Nadia Day - My path to independent prescribing

Our latest guest blog is by Nadia Day, a Urology Advanced Practitioner from University Hospital Southampton. She describes her experience of becoming one of the first therapeutic radiographers to qualify as an independent prescriber.

I am a urology advanced practitioner: in other words, a therapeutic radiographer who specialises in bladder and prostate cancer patients. Unbelievably, I have 19 years’ worth of experience in radiotherapy, with 6 of those years specifically in urology. Where on earth did that time go! Of course, I obviously still look like I am 21.

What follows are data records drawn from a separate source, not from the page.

#![no_main]

use gettext_merger::merge_contents;
use gettext_merger_fuzz::{create_pot, Entry};
use libfuzzer_sys::fuzz_target;
use pretty_assertions::assert_eq;

fuzz_target!(|files: Vec<Vec<Entry>>| {
    let contents = files.into_iter().map(create_pot).collect::<Vec<_>>();
    let merged = merge_contents(&contents);

    let mut reversed = contents.clone();
    reversed.reverse();
    let merged_reversed = merge_contents(&reversed);

    // The order of the inputs decides which values win, not which
    // entries exist.
    let mut hashes = merged.blocks.iter().map(|block| block.hash()).collect::<Vec<_>>();
    let mut hashes_reversed = merged_reversed
        .blocks
        .iter()
        .map(|block| block.hash())
        .collect::<Vec<_>>();
    hashes.sort();
    hashes_reversed.sort();
    assert_eq!(hashes, hashes_reversed);
});
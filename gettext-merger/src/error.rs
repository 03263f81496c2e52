// Copyright 2024 Google LLC
//
// Licensed under the Apache License, Version 2.0 (the "License");
// you may not use this file except in compliance with the License.
// You may obtain a copy of the License at
//
//      http://www.apache.org/licenses/LICENSE-2.0
//
// Unless required by applicable law or agreed to in writing, software
// distributed under the License is distributed on an "AS IS" BASIS,
// WITHOUT WARRANTIES OR CONDITIONS OF ANY KIND, either express or implied.
// See the License for the specific language governing permissions and
// limitations under the License.

use std::path::PathBuf;

use thiserror::Error;

#[derive(Error, Debug)]
pub enum Error {
    #[error("At least two input files are required, got {0}")]
    NotEnoughInputs(usize),
    #[error("Could not read {}: {source}", .path.display())]
    Read {
        path: PathBuf,
        source: std::io::Error,
    },
    #[error("Could not write {}: {source}", .path.display())]
    Write {
        path: PathBuf,
        source: std::io::Error,
    },
    #[error("Serde error: {0}")]
    Json(#[from] serde_json::Error),
}

pub type Result<T> = std::result::Result<T, Error>;
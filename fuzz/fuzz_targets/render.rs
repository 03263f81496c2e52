#![no_main]

use gettext_merger::block::logical_value;
use gettext_merger::segment::parse_blocks;
use gettext_merger::{Block, RenderOptions, SetOfBlocks};
use gettext_merger_fuzz::Entry;
use libfuzzer_sys::fuzz_target;
use pretty_assertions::assert_eq;

fuzz_target!(|input: (Vec<Entry>, u8)| {
    let (entries, width) = input;
    let options = RenderOptions::default().with_line_width(20 + usize::from(width));
    let set = entries.into_iter().map(Block::from).collect::<SetOfBlocks>();
    let rendered = set.render(&options);

    // Wrapping must not change the values.
    for block in parse_blocks(&rendered) {
        let original = set
            .get_duplicate(block.hash())
            .expect("Rendered entry should be in the set");
        if original.msgstr.is_empty() {
            continue;
        }
        let msgstr = block.msgstr.iter().map(|msgstr| logical_value(msgstr)).collect::<Vec<_>>();
        assert_eq!(msgstr, original.msgstr);
    }
});
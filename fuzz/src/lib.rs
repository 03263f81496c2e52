use arbitrary::Arbitrary;
use gettext_merger::{Block, RenderOptions, SetOfBlocks};

/// Remove the characters which cannot appear unescaped in a quoted PO
/// string.
fn sanitize(text: &str) -> String {
    text.chars()
        .filter(|ch| !matches!(ch, '"' | '\\' | '\n' | '\r'))
        .collect()
}

/// Wrapper struct for generating arbitrary entries.
#[derive(Arbitrary, Debug)]
pub struct Entry {
    pub msgctxt: Option<String>,
    pub msgid: String,
    pub msgstr: Vec<String>,
    pub references: Vec<String>,
    pub fuzzy: bool,
}

impl From<Entry> for Block {
    fn from(entry: Entry) -> Block {
        let mut builder = Block::builder(sanitize(&entry.msgid));
        if let Some(msgctxt) = entry.msgctxt {
            builder = builder.with_msgctxt(sanitize(&msgctxt));
        }
        if entry.msgstr.len() > 1 {
            builder = builder.with_msgid_plural(sanitize(&entry.msgid));
        }
        for msgstr in entry.msgstr {
            builder = builder.with_msgstr(sanitize(&msgstr));
        }
        for reference in entry.references {
            builder = builder.with_reference(sanitize(&reference).trim());
        }
        if entry.fuzzy {
            builder = builder.with_flag("fuzzy");
        }
        builder.done()
    }
}

/// Generate the contents of a POT file for fuzzing.
pub fn create_pot(entries: Vec<Entry>) -> String {
    entries
        .into_iter()
        .map(Block::from)
        .collect::<SetOfBlocks>()
        .render(&RenderOptions::default())
}
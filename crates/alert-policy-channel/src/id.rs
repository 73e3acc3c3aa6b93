//! Composite identifiers for policy/channel associations.
//!
//! An association is persisted as a single string: the policy ID followed by
//! one or more channel IDs, joined with [`DELIMITER`]. The first element is
//! always the owner (policy); order is significant.
//!
//! Two decode modes exist. [`DecodeMode::Fixed`] enforces an exact element
//! count and is used for the legacy one-policy/one-channel form.
//! [`DecodeMode::Flexible`] accepts any number of elements and is used for the
//! multi-channel form. The caller picks the mode; it is never inferred from
//! the input.

use std::fmt;
use std::str::FromStr;

use crate::error::{Arity, DecodeError};

/// Separator between elements of a composite identifier.
pub const DELIMITER: char = ':';

/// How strictly to check the element count when decoding.
#[derive(Debug, Clone, Copy, PartialEq, Eq)]
pub enum DecodeMode {
    /// Exactly this many elements.
    Fixed(usize),
    /// One or more elements.
    Flexible,
}

impl DecodeMode {
    /// Element count the mode accepts.
    #[must_use]
    pub const fn arity(self) -> Arity {
        match self {
            Self::Fixed(n) => Arity::Exactly(n),
            Self::Flexible => Arity::AtLeast(1),
        }
    }
}

/// Joins `ids` in order with [`DELIMITER`].
///
/// No validation of the count is performed.
#[must_use]
pub fn serialize_ids(ids: &[u64]) -> String {
    ids.iter()
        .map(u64::to_string)
        .collect::<Vec<_>>()
        .join(&DELIMITER.to_string())
}

/// Decodes `id`, requiring exactly `expected` elements.
///
/// The element count is checked before any element is parsed, so a wrong
/// count is always reported as [`DecodeError::ArityMismatch`].
///
/// # Errors
///
/// Returns [`DecodeError::ArityMismatch`] on a wrong count and
/// [`DecodeError::InvalidInteger`] if an element is not a non-negative integer.
pub fn parse_ids(id: &str, expected: usize) -> Result<Vec<u64>, DecodeError> {
    decode(id, DecodeMode::Fixed(expected))
}

/// Decodes `id` accepting any number of elements.
///
/// # Errors
///
/// Returns [`DecodeError::InvalidInteger`] if an element is not a
/// non-negative integer. The empty string is a single empty element and
/// fails this way.
pub fn parse_hashed_ids(id: &str) -> Result<Vec<u64>, DecodeError> {
    decode(id, DecodeMode::Flexible)
}

/// Decodes `id` under the given mode.
///
/// # Errors
///
/// See [`parse_ids`] and [`parse_hashed_ids`].
pub fn decode(id: &str, mode: DecodeMode) -> Result<Vec<u64>, DecodeError> {
    let elements: Vec<&str> = id.split(DELIMITER).collect();

    let arity = mode.arity();
    if !arity.admits(elements.len()) {
        return Err(DecodeError::ArityMismatch {
            id: id.to_string(),
            expected: arity,
            actual: elements.len(),
        });
    }

    elements
        .iter()
        .enumerate()
        .map(|(position, element)| {
            parse_element(element).ok_or_else(|| DecodeError::InvalidInteger {
                id: id.to_string(),
                element: (*element).to_string(),
                position,
            })
        })
        .collect()
}

// Digits only: `u64::from_str` would also take a leading `+`.
fn parse_element(element: &str) -> Option<u64> {
    if element.is_empty() || !element.bytes().all(|b| b.is_ascii_digit()) {
        return None;
    }
    element.parse().ok()
}

/// A decoded association identifier: one policy and its channels.
#[derive(Debug, Clone, PartialEq, Eq, Hash)]
pub struct CompositeId {
    policy_id: u64,
    channel_ids: Vec<u64>,
}

impl CompositeId {
    /// Minimum number of elements: the policy and one channel.
    pub const MIN_ELEMENTS: usize = 2;

    /// Creates an identifier for `policy_id` and `channel_ids`.
    ///
    /// # Errors
    ///
    /// Returns [`DecodeError::ArityMismatch`] if `channel_ids` is empty.
    pub fn new(policy_id: u64, channel_ids: Vec<u64>) -> Result<Self, DecodeError> {
        if channel_ids.is_empty() {
            return Err(DecodeError::ArityMismatch {
                id: policy_id.to_string(),
                expected: Arity::AtLeast(Self::MIN_ELEMENTS),
                actual: 1,
            });
        }
        Ok(Self {
            policy_id,
            channel_ids,
        })
    }

    /// Decodes a stored identifier of one policy and any number of channels.
    ///
    /// # Errors
    ///
    /// Returns [`DecodeError`] if an element is malformed or fewer than
    /// [`Self::MIN_ELEMENTS`] are present.
    pub fn parse(id: &str) -> Result<Self, DecodeError> {
        Self::decode(id, DecodeMode::Flexible)
    }

    /// Decodes a stored identifier under an explicit mode.
    ///
    /// `DecodeMode::Fixed(2)` reads the legacy single-channel form.
    ///
    /// # Errors
    ///
    /// Returns [`DecodeError`] if the identifier does not satisfy `mode` or
    /// holds fewer than [`Self::MIN_ELEMENTS`] elements.
    pub fn decode(id: &str, mode: DecodeMode) -> Result<Self, DecodeError> {
        let ids = decode(id, mode)?;
        match ids.split_first() {
            Some((&policy_id, channels)) if !channels.is_empty() => Ok(Self {
                policy_id,
                channel_ids: channels.to_vec(),
            }),
            _ => Err(DecodeError::ArityMismatch {
                id: id.to_string(),
                expected: Arity::AtLeast(Self::MIN_ELEMENTS),
                actual: ids.len(),
            }),
        }
    }

    /// The owning policy.
    #[must_use]
    pub const fn policy_id(&self) -> u64 {
        self.policy_id
    }

    /// The associated channels, in the order they were declared.
    #[must_use]
    pub fn channel_ids(&self) -> &[u64] {
        &self.channel_ids
    }

    /// All elements, policy first.
    #[must_use]
    pub fn to_ids(&self) -> Vec<u64> {
        let mut ids = Vec::with_capacity(1 + self.channel_ids.len());
        ids.push(self.policy_id);
        ids.extend(&self.channel_ids);
        ids
    }
}

impl fmt::Display for CompositeId {
    fn fmt(&self, f: &mut fmt::Formatter<'_>) -> fmt::Result {
        f.write_str(&serialize_ids(&self.to_ids()))
    }
}

impl FromStr for CompositeId {
    type Err = DecodeError;

    fn from_str(s: &str) -> Result<Self, Self::Err> {
        Self::parse(s)
    }
}
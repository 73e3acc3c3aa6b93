//! Create, read, delete and import of policy/channel associations.
//!
//! This module provides [`PolicyChannelResource`], which the host drives for
//! each resource instance. The composite identifier is the only persisted
//! handle: read and delete decode it, query the API for the association and
//! decide what to do with local state from the answer.

use tracing::{info, warn};

use crate::client::{AlertsApi, Lookup};
use crate::config::{PolicyChannelConfig, RESOURCE_TYPE};
use crate::error::Result;
use crate::id::CompositeId;
use crate::reconcile::any_channel_belongs_to_policy;
use crate::state::{AssociationState, AttributeValue, ResourceState};

/// Name of the policy attribute.
pub const ATTR_POLICY_ID: &str = "policy_id";

/// Name of the channel list attribute.
pub const ATTR_CHANNEL_IDS: &str = "channel_ids";

/// Result of a refresh.
#[derive(Debug, Clone, PartialEq, Eq)]
pub enum ReadOutcome {
    /// At least one channel still lists the policy.
    Confirmed(CompositeId),
    /// No channel lists the policy; local state was cleared.
    Removed,
}

/// Result of a deletion.
#[derive(Debug, Clone, PartialEq, Eq)]
pub enum DeleteOutcome {
    /// These channels were detached, in order.
    Detached(Vec<u64>),
    /// Nothing was attached anymore.
    AlreadyRemoved,
}

/// The policy/channel association resource.
#[derive(Debug)]
pub struct PolicyChannelResource<A> {
    api: A,
}

impl<A: AlertsApi> PolicyChannelResource<A> {
    /// Creates the resource over an API client.
    #[must_use]
    pub const fn new(api: A) -> Self {
        Self { api }
    }

    /// Returns the API client.
    #[must_use]
    pub const fn api(&self) -> &A {
        &self.api
    }

    /// Attaches the configured channels to the policy.
    ///
    /// On success the composite identifier is stored in `state`. On failure
    /// `state` is left untouched.
    ///
    /// # Errors
    ///
    /// Returns a configuration error if the channel attributes are unusable,
    /// or the API error if the update is rejected.
    pub fn create(
        &self,
        config: &PolicyChannelConfig,
        state: &mut dyn ResourceState,
    ) -> Result<CompositeId> {
        let channel_ids = config.channel_ids()?;
        let id = CompositeId::new(config.policy_id, channel_ids)?;

        info!(resource = RESOURCE_TYPE, %id, "creating alert policy channel");

        self.api.update_policy_channels(id.policy_id(), id.channel_ids())?;

        state.set_id(id.to_string());
        write_attributes(&id, state);
        state.transition(AssociationState::Created);
        Ok(id)
    }

    /// Refreshes local state from the API.
    ///
    /// # Errors
    ///
    /// Returns a decode error for a malformed identifier, or the first
    /// lookup failure other than "not found".
    pub fn read(&self, state: &mut dyn ResourceState) -> Result<ReadOutcome> {
        let id = CompositeId::parse(state.id())?;

        info!(resource = RESOURCE_TYPE, %id, "reading alert policy channel");

        if !any_channel_belongs_to_policy(&self.api, id.policy_id(), id.channel_ids())? {
            warn!(
                resource = RESOURCE_TYPE,
                %id,
                "alert policy channel no longer exists, removing from state"
            );
            state.set_id(String::new());
            state.transition(AssociationState::Removed);
            return Ok(ReadOutcome::Removed);
        }

        write_attributes(&id, state);
        state.transition(AssociationState::Confirmed);
        Ok(ReadOutcome::Confirmed(id))
    }

    /// Detaches every channel from the policy.
    ///
    /// Deletion stops successfully at the first channel the API reports as
    /// already detached. Local state is cleared on success.
    ///
    /// # Errors
    ///
    /// Returns a decode error for a malformed identifier, or any lookup or
    /// deletion failure other than "not found". Local state is kept.
    pub fn delete(&self, state: &mut dyn ResourceState) -> Result<DeleteOutcome> {
        let id = CompositeId::parse(state.id())?;

        info!(resource = RESOURCE_TYPE, %id, "deleting alert policy channel");

        let attached = any_channel_belongs_to_policy(&self.api, id.policy_id(), id.channel_ids())?;
        let outcome = if attached {
            self.detach(&id)?
        } else {
            DeleteOutcome::AlreadyRemoved
        };

        state.set_id(String::new());
        state.transition(AssociationState::Removed);
        Ok(outcome)
    }

    /// Adopts an existing association by identifier.
    ///
    /// The identifier is validated and stored as given; attributes are
    /// filled in by the next [`read`](Self::read).
    ///
    /// # Errors
    ///
    /// Returns a decode error if `id` is not a valid composite identifier.
    pub fn import(&self, id: &str, state: &mut dyn ResourceState) -> Result<CompositeId> {
        let parsed = CompositeId::parse(id)?;

        info!(resource = RESOURCE_TYPE, id, "importing alert policy channel");

        state.set_id(id.to_string());
        Ok(parsed)
    }

    fn detach(&self, id: &CompositeId) -> Result<DeleteOutcome> {
        let mut detached = Vec::with_capacity(id.channel_ids().len());
        for &channel_id in id.channel_ids() {
            match self.api.delete_policy_channel(id.policy_id(), channel_id)? {
                Lookup::Found(_) => detached.push(channel_id),
                Lookup::NotFound => {
                    let policy_id = id.policy_id();
                    info!(policy_id, channel_id, "policy channel already removed");
                    break;
                }
            }
        }

        if detached.is_empty() {
            Ok(DeleteOutcome::AlreadyRemoved)
        } else {
            Ok(DeleteOutcome::Detached(detached))
        }
    }
}

fn write_attributes(id: &CompositeId, state: &mut dyn ResourceState) {
    state.set_attribute(ATTR_POLICY_ID, AttributeValue::Int(id.policy_id()));
    state.set_attribute(ATTR_CHANNEL_IDS, id.channel_ids().into());
}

I am now a year post-qualification of a prescribing course[1]. Legislation was passed in April 2016, permitting therapeutic radiographers to train as non-medical independent prescribers[2]. This was brilliant news, long awaited, and would benefit the clinics I ran where I reviewed patients during their radiotherapy . Just imagine discussing a patient’s radiotherapy-related side effects in clinic with them, knowing exactly what medication they needed to help them cope. Not being able to help them there and then with that prescription was frustrating: knowing a simple solution was just out of my grasp. Leaving the patient in the clinic or waiting room, I would rush up flights of stairs (not normal flights of stairs, but segmented flights of 5 or 6 that would make anyone out of breath, regardless of physical fitness!) to track down the patient’s consultant or a lovely registrar who would listen to me plead that patient’s case. This only worked if I remembered to ask all the relevant questions, else the stair scenario might have been on repeat. Little did I know these supportive consultants and registrars had already begun my training in the prescribing world.

Now? Well, I still rush up those stairs, but not as frequently or with the same intent. I sit in clinic with the patient and can make an informed decision whether to prescribe. This is much more efficient and allows more satisfaction for the patient and me. While I was training, the amazing patients were so encouraging and supportive of the principle of a radiographer prescribing their medication. Without their encouragement, at times I think I would have lost hope.

Getting to this point was challenging, interesting, exhausting and at times just plain scary. This was OK as I had a buddy: a close colleague who took the course at the same time. We supported the local shop’s economy in wine, coffee and chocolate (you know, survival measures). In our group were 2 therapeutic radiographers, 2 physiotherapists and a good representation from the nursing profession. Being the second intake of registered HCPC (Health and Care Profession Council) professionals following the legislation, the glitches for therapeutic radiographers and physiotherapists had (mostly) been smoothed out. I had been warned by experienced prescribing professionals this would be a hard undertaking: “be prepared for the worst”… “put your life on hold”…“you will be consumed”…

During my training, an underlying chronic illness reared its head, leaving me at times with limited vision. On the bright side, this was useful in calming the nerves when presenting the drug profile of micro-enemas to fellow students: I didn’t have to imagine them naked, they were all just one big blur!

As well as presentations, we had to take exams, including maths … eek! What had I got myself into? I went to sleep dreaming of drug interactions and had nightmares about simple mathematical calculations and how legible my handwriting was for the pharmacy to decipher (still a recurring dream!). Do you know how scary writing on a piece of paper can be? We practised and practised writing fake prescriptions, making sure we completed the correct boxes, gave the medication the right names and gave the correct instructions (enemas are no use being taken orally, apparently).

Our final piece of work for submission involved a mountainous piece of cross-referencing known as ‘the portfolio’, which I found extremely hard and left me wishing for an essay; I could do an essay. I wouldn’t wish the portfolio on my worst enemy!

The results were good! Qualification gained, and the all-important tick on the HCPC register was present: I am now an ‘Independent and Supplementary Prescriber’, should you look me up. A number of hospital formalities had to be completed: an official signature for pharmacy records, addition of my name to the non-medical prescriber register and a training course for an inpatient prescribing system. To top it off we had our pictures taken to publicise our achievement on the intranet (if I’d have known, I would have tamed my sticky-out hair bits).

Finally, we could put everything we had learnt into practice. It felt surreal. I wanted to frame my first prescription; my colleague thought I was mad. I cannot remember it now though. What I do remember, and am reminded of frequently, is the patients’ responses when a medication I have prescribed has benefited them. It has made all the wobbles worthwhile.

A year on, and I get asked for prescribing advice on patient management and consulted about other patients with urological issues. It is an amazing feeling. Today, I imparted my newly drilled (acquired, I mean) knowledge about a drug to a pharmacist, who then asked me for the supporting literature to use in their team’s continuing professional development.

Would I do it again? Was it worth it? Yes, of course. This extension to my role was not just about prescribing; it has ultimately benefited my patients. The clinical oncologists I work closely with also benefit as it frees their time for more complex duties. I am honoured by their professional trust and the support they give as I continue to learn and grow. It isn’t over yet!